We developed causal messages to provide a clear rationale for behavior change by linking PA to meaningful health outcomes, such as a reduced risk of chronic diseases like type 2 diabetes and improved mental health. This approach was effective for increasing PA, and our qualitative results suggest that the causal component may be especially motivating. Our findings advance prior work on SMS text messaging for increasing PA by identifying for the first time that causal messages may be more effective than statements that only recommend an activity. Our results align with previous research suggesting that individuals are more likely to engage in a behavior when they understand its relevance and how it impacts their overall well-being [25]. By explicitly connecting PA to potential health outcomes, causal messages may have increased perceived relevance and personal significance [26]. Similarly, Fogg’s Behavior Model emphasizes that increasing the perceived importance of an action can serve as a trigger for behavior change [27].

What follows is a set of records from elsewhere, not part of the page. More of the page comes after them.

//! `HttpGateway` against an in-process fake of the Empleado API.

use axum::extract::{Path, State};
use axum::http::StatusCode;
use axum::routing::{delete, get, post, put};
use axum::{Json, Router};
use empleado_crud::gateway::{EmpleadoGateway, HttpGateway, NetworkError, Operation};
use empleado_crud::model::{Empleado, EmpleadoId};
use serde_json::{json, Value};
use std::sync::{Arc, Mutex};

/// Every request the fake received, as `"METHOD path"`, plus JSON bodies.
#[derive(Clone, Default)]
struct Backend {
    requests: Arc<Mutex<Vec<String>>>,
    bodies: Arc<Mutex<Vec<Value>>>,
}

impl Backend {
    fn record(&self, request: String, body: Option<Value>) {
        self.requests.lock().unwrap().push(request);
        if let Some(body) = body {
            self.bodies.lock().unwrap().push(body);
        }
    }

    fn requests(&self) -> Vec<String> {
        self.requests.lock().unwrap().clone()
    }

    fn bodies(&self) -> Vec<Value> {
        self.bodies.lock().unwrap().clone()
    }
}

async fn lista(State(backend): State<Backend>) -> Json<Value> {
    backend.record("GET /api/Empleado/Lista".to_string(), None);
    Json(json!([
        { "idEmpleado": 1, "nombre": "Ana", "correo": "ana@empresa.com", "sueldo": 1500 },
        { "idEmpleado": 0, "nombre": "Sin id", "correo": "x@y.com", "sueldo": 10.5 }
    ]))
}

async fn obtener(
    State(backend): State<Backend>,
    Path(id): Path<u32>,
) -> Result<Json<Value>, StatusCode> {
    backend.record(format!("GET /api/Empleado/Obtener/{id}"), None);
    if id == 404 {
        return Err(StatusCode::NOT_FOUND);
    }
    Ok(Json(json!({
        "idEmpleado": id,
        "nombre": "Luis",
        "correo": "luis@empresa.com",
        "sueldo": 2100.0
    })))
}

async fn nuevo(State(backend): State<Backend>, Json(body): Json<Value>) -> StatusCode {
    backend.record("POST /api/Empleado/Nuevo".to_string(), Some(body));
    StatusCode::OK
}

async fn editar(State(backend): State<Backend>, Json(body): Json<Value>) -> StatusCode {
    backend.record("PUT /api/Empleado/Editar".to_string(), Some(body));
    StatusCode::OK
}

async fn eliminar(State(backend): State<Backend>, Path(id): Path<u32>) -> StatusCode {
    backend.record(format!("DELETE /api/Empleado/Eliminar/{id}"), None);
    StatusCode::OK
}

/// Serves `router` on an ephemeral port and returns the API base URL.
async fn serve(router: Router) -> String {
    let listener = tokio::net::TcpListener::bind("127.0.0.1:0").await.unwrap();
    let addr = listener.local_addr().unwrap();
    tokio::spawn(async move {
        axum::serve(listener, router).await.unwrap();
    });
    format!("http://{addr}/api/")
}

async fn fake_api() -> (HttpGateway, Backend) {
    let backend = Backend::default();
    let router = Router::new()
        .route("/api/Empleado/Lista", get(lista))
        .route("/api/Empleado/Obtener/{id}", get(obtener))
        .route("/api/Empleado/Nuevo", post(nuevo))
        .route("/api/Empleado/Editar", put(editar))
        .route("/api/Empleado/Eliminar/{id}", delete(eliminar))
        .with_state(backend.clone());
    let base_url = serve(router).await;
    (HttpGateway::new(&base_url).unwrap(), backend)
}

#[tokio::test]
async fn test_list_decodes_collection() {
    let (gateway, backend) = fake_api().await;

    let empleados = gateway.list().await.unwrap();
    assert_eq!(
        empleados,
        vec![
            Empleado::new("Ana", "ana@empresa.com", 1500.0).with_id(EmpleadoId(1)),
            Empleado::new("Sin id", "x@y.com", 10.5),
        ]
    );
    assert_eq!(backend.requests(), vec!["GET /api/Empleado/Lista"]);
}

#[tokio::test]
async fn test_get_by_id_hits_obtener() {
    let (gateway, backend) = fake_api().await;

    let empleado = gateway.get_by_id(EmpleadoId(7)).await.unwrap();
    assert_eq!(empleado.id_empleado, Some(EmpleadoId(7)));
    assert_eq!(empleado.nombre, "Luis");
    assert_eq!(backend.requests(), vec!["GET /api/Empleado/Obtener/7"]);
}

#[tokio::test]
async fn test_create_posts_payload_without_id() {
    let (gateway, backend) = fake_api().await;

    let draft = Empleado::new("Ana", "ana@empresa.com", 1500.0);
    gateway.create(&draft.to_create()).await.unwrap();

    assert_eq!(backend.requests(), vec!["POST /api/Empleado/Nuevo"]);
    let body = &backend.bodies()[0];
    assert_eq!(
        body,
        &json!({ "nombre": "Ana", "correo": "ana@empresa.com", "sueldo": 1500.0 })
    );
    assert!(body.get("idEmpleado").is_none());
}

#[tokio::test]
async fn test_update_puts_full_record_with_id() {
    let (gateway, backend) = fake_api().await;

    let empleado = Empleado::new("Luis", "luis@empresa.com", 2200.0).with_id(EmpleadoId(7));
    gateway.update(&empleado).await.unwrap();

    assert_eq!(backend.requests(), vec!["PUT /api/Empleado/Editar"]);
    assert_eq!(
        backend.bodies(),
        vec![json!({
            "idEmpleado": 7,
            "nombre": "Luis",
            "correo": "luis@empresa.com",
            "sueldo": 2200.0
        })]
    );
}

#[tokio::test]
async fn test_delete_hits_eliminar() {
    let (gateway, backend) = fake_api().await;

    gateway.delete_by_id(EmpleadoId(3)).await.unwrap();
    assert_eq!(backend.requests(), vec!["DELETE /api/Empleado/Eliminar/3"]);
}

#[tokio::test]
async fn test_non_success_status_is_request_failed() {
    let (gateway, _backend) = fake_api().await;

    let err = gateway.get_by_id(EmpleadoId(404)).await.unwrap_err();
    assert_eq!(
        err,
        NetworkError::request_failed(Operation::GetById, "HTTP 404 Not Found")
    );
}

#[tokio::test]
async fn test_server_error_fails_every_operation() {
    let router = Router::new().fallback(|| async { StatusCode::INTERNAL_SERVER_ERROR });
    let gateway = HttpGateway::new(&serve(router).await).unwrap();
    let empleado = Empleado::new("Ana", "ana@empresa.com", 1.0).with_id(EmpleadoId(1));

    assert_eq!(gateway.list().await.unwrap_err().operation(), Operation::List);
    assert_eq!(
        gateway.create(&empleado.to_create()).await.unwrap_err().operation(),
        Operation::Create
    );
    assert_eq!(
        gateway.update(&empleado).await.unwrap_err().operation(),
        Operation::Update
    );
    assert_eq!(
        gateway.delete_by_id(EmpleadoId(1)).await.unwrap_err().operation(),
        Operation::DeleteById
    );
}

#[tokio::test]
async fn test_unreachable_backend_is_request_failed() {
    let listener = tokio::net::TcpListener::bind("127.0.0.1:0").await.unwrap();
    let addr = listener.local_addr().unwrap();
    drop(listener);

    let gateway = HttpGateway::new(&format!("http://{addr}/api")).unwrap();
    let err = gateway.list().await.unwrap_err();
    assert_eq!(err.operation(), Operation::List);
}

Participants in the causal group were significantly more active on days when they received messages, and dissatisfaction with message frequency was due to a desire for more messages rather than burnout. Our messaging schedule was designed to avoid message fatigue, but our results show that more frequent messages could be both acceptable and effective. Prior research suggests that individualized or adaptive message schedules are often more effective than fixed-frequency approaches [28]. Our results suggest that consistent exposure to causal messages may promote more sustainable engagement in PA. However, it is an open question whether these results would differ in a long-term intervention, as our study period was 2 weeks. Although more than half of the participants expressed a preference for more frequent messages, allowing people to customize message frequency according to their needs may increase the effectiveness of future interventions. Participants also mentioned a preference for receiving messages after prolonged periods of inactivity. This aligns with existing evidence that timely, context-sensitive prompts can positively influence behavior in real time [29]. Thus, it may be important to balance regular message delivery with personalized scheduling to optimize engagement and minimize fatigue in future PA interventions.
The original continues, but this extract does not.